Life with the Forest : Inspiration from the Sikkim and Darjeeling Himalaya

solo exhibition

Life with the Forest : Inspiration from the Sikkim and Darjeeling Himalaya

DATE : 22 September – 5 October
LOCATION : UBC Forest Science Centre, Atrium

Photo Exhibit Information

The forest is life for people in the Eastern Himalayas. Scholar and artist Saori Ogura lived in the region for one year, from 2011 to 2012, to better understand the indigenous Lepcha, or Rongkup, people’s ways of life and wisdom borne of living with the forest. During her stay and many subsequent visits, Saori captured portraits of the villagers’ warmth and strengths, as well as their livelihoods – especially the great diversity of traditional crops, which are on the cusp of disappearing. Despite rapid lifestyle changes wrought by external forces, the village life still gives us insights into the intricate relationships people have developed over many generations, enabling them to live in harmony with the forest.
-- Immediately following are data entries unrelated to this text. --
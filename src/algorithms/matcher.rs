/// 指纹匹配
///
/// 对参考地图中的每个参考点计算与实时指纹的距离，返回距离最小的 k 个

use crate::algorithms::database::{ReferenceMap, ReferencePoint};
use crate::algorithms::fingerprint::{Fingerprint, GridCoord};
use crate::error::{FingerprintError, Result};
use rayon::prelude::*;
use serde::Serialize;
use std::cmp::Ordering;
use tracing::debug;

/// 参考点数量达到该值时并行计算距离
pub const PARALLEL_THRESHOLD: usize = 1024;

/// 单个匹配结果
#[derive(Clone, Copy, Debug, PartialEq, Eq, Serialize)]
pub struct Match {
    pub coord: GridCoord,
    /// 共同信标上 |ΔRSSI| 之和
    pub distance: u32,
    /// 双方都有值的信标数量
    pub shared: usize,
}

impl Match {
    /// 距离为 0：指纹完全一致（或没有共同信标）
    pub fn is_exact(&self) -> bool {
        self.distance == 0
    }
}

/// 按距离升序比较，只看距离
///
/// 与稳定排序配合使用：距离相同时保持参考地图中的先后顺序（先出现者优先）
pub fn compare_by_distance(a: &Match, b: &Match) -> Ordering {
    a.distance.cmp(&b.distance)
}

/// 实时指纹与参考点的 L1 距离
///
/// 只统计双方都有值的信标，任一方缺失的信标不计入
pub fn fingerprint_distance(live: &Fingerprint, point: &ReferencePoint) -> Match {
    let mut distance = 0u32;
    let mut shared = 0usize;

    for (id, &rssi) in live.iter() {
        if let Some(reference) = point.get(id) {
            distance += (rssi as i32 - reference as i32).unsigned_abs();
            shared += 1;
        }
    }

    Match {
        coord: point.coord,
        distance,
        shared,
    }
}

/// 指纹匹配器
pub struct Matcher;

impl Matcher {
    /// 对全部参考点打分并按距离排序
    ///
    /// # 返回
    /// - 参考地图为空时返回 `EmptyReferenceMap`
    pub fn rank(live: &Fingerprint, map: &ReferenceMap) -> Result<Vec<Match>> {
        if map.is_empty() {
            return Err(FingerprintError::EmptyReferenceMap);
        }

        let mut matches: Vec<Match> = if map.len() >= PARALLEL_THRESHOLD {
            map.points()
                .par_iter()
                .map(|point| fingerprint_distance(live, point))
                .collect()
        } else {
            map.iter()
                .map(|point| fingerprint_distance(live, point))
                .collect()
        };

        let blind = matches.iter().filter(|m| m.shared == 0).count();
        if blind > 0 {
            debug!("{} 个参考点与实时指纹没有共同信标，距离记为 0", blind);
        }

        // sort_by 是稳定排序
        matches.sort_by(compare_by_distance);
        Ok(matches)
    }

    /// 距离最小的 k 个参考点
    ///
    /// # 参数
    /// - `k`: 需满足 1 <= k <= 参考点数量
    pub fn nearest(live: &Fingerprint, map: &ReferenceMap, k: usize) -> Result<Vec<Match>> {
        if map.is_empty() {
            return Err(FingerprintError::EmptyReferenceMap);
        }
        if k == 0 || k > map.len() {
            return Err(FingerprintError::InvalidK {
                k,
                available: map.len(),
            });
        }

        let mut ranked = Self::rank(live, map)?;
        ranked.truncate(k);
        Ok(ranked)
    }
}

#[cfg(test)]
mod tests {
    use super::*;
    use crate::algorithms::transmitter::TransmitterSet;

    fn setup() -> (TransmitterSet, ReferenceMap) {
        let set = TransmitterSet::parse(&["E5:53:39:5F:31:1A", "F8:9D:4B:5D:44:F4"]).unwrap();
        let (a, b) = (set.ids()[0], set.ids()[1]);
        let points = vec![
            ReferencePoint::new(GridCoord::new(0, 0), Fingerprint::from_pairs(vec![(a, -60), (b, -70)])),
            ReferencePoint::new(GridCoord::new(10, 0), Fingerprint::from_pairs(vec![(a, -65), (b, -75)])),
            ReferencePoint::new(GridCoord::new(0, 10), Fingerprint::from_pairs(vec![(a, -80)])),
        ];
        let map = ReferenceMap::new(set.clone(), points).unwrap();
        (set, map)
    }

    #[test]
    fn test_distance_skips_missing() {
        let (set, map) = setup();
        let live = Fingerprint::from_pairs(vec![(set.ids()[0], -70), (set.ids()[1], -70)]);
        let m = fingerprint_distance(&live, &map.points()[2]);
        assert_eq!(m.distance, 10);
        assert_eq!(m.shared, 1);
    }

    #[test]
    fn test_nearest_ties_keep_map_order() {
        let (set, map) = setup();
        // A: 2+3=5, B: 3+2=5
        let live = Fingerprint::from_pairs(vec![(set.ids()[0], -62), (set.ids()[1], -73)]);
        let top = Matcher::nearest(&live, &map, 2).unwrap();
        assert_eq!(top[0].coord, GridCoord::new(0, 0));
        assert_eq!(top[1].coord, GridCoord::new(10, 0));
        assert_eq!(top[0].distance, 5);
        assert_eq!(top[1].distance, 5);
    }

    #[test]
    fn test_nearest_validates_k() {
        let (set, map) = setup();
        let live = Fingerprint::from_pairs(vec![(set.ids()[0], -62)]);
        assert!(matches!(
            Matcher::nearest(&live, &map, 0),
            Err(FingerprintError::InvalidK { k: 0, available: 3 })
        ));
        assert!(matches!(
            Matcher::nearest(&live, &map, 4),
            Err(FingerprintError::InvalidK { k: 4, available: 3 })
        ));
    }

    #[test]
    fn test_no_shared_transmitters_scores_zero() {
        let (_, map) = setup();
        let other: crate::algorithms::TransmitterId = "C2:80:A9:28:D0:79".parse().unwrap();
        let live = Fingerprint::from_pairs(vec![(other, -50)]);
        let ranked = Matcher::rank(&live, &map).unwrap();
        assert!(ranked.iter().all(|m| m.distance == 0 && m.shared == 0));
        // 全部并列，保持地图顺序
        let coords: Vec<_> = ranked.iter().map(|m| m.coord).collect();
        let expected: Vec<_> = map.iter().map(|p| p.coord).collect();
        assert_eq!(coords, expected);
    }

    #[test]
    fn test_parallel_path_matches_sequential_order() {
        let set = TransmitterSet::parse(&["E5:53:39:5F:31:1A"]).unwrap();
        let id = set.ids()[0];
        let points: Vec<_> = (0..PARALLEL_THRESHOLD as i32 + 10)
            .map(|i| {
                ReferencePoint::new(
                    GridCoord::new(i, 0),
                    Fingerprint::from_pairs(vec![(id, -60 - (i % 7) as i16)]),
                )
            })
            .collect();
        let map = ReferenceMap::new(set, points).unwrap();
        let live = Fingerprint::from_pairs(vec![(id, -63)]);

        let ranked = Matcher::rank(&live, &map).unwrap();
        let mut expected: Vec<_> = map.iter().map(|p| fingerprint_distance(&live, p)).collect();
        expected.sort_by(compare_by_distance);
        assert_eq!(ranked, expected);
    }
}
INDIGENOUS KNOWLEDGE AND FOOD SECURITY

How can we become beings who can continue living on this earth? My research aims to create processes for communities to become independent and survibable in the face of existential challenges. My past ten years of experiences living with Indigenous communities in the Himalaya, Africa, Asia, and North America inspired me that their Indigenous knowledges, currently under threat of obliteration, and their adaptive strategies can teach us how to solve critical global issues in our rapidly changing physical environment. Relying only on modern science limits our ability to discover ways to continue our survival. In order to solve this problem, it is crucial to also examine the cumulative Indigenous knowledge we have stored by having survived on Earth for the past thousands of years. As a scholar and an artist, I seek to inspire the ways humanity can cultivate sustainable relationships with the natural world and become stable in the coming era of change.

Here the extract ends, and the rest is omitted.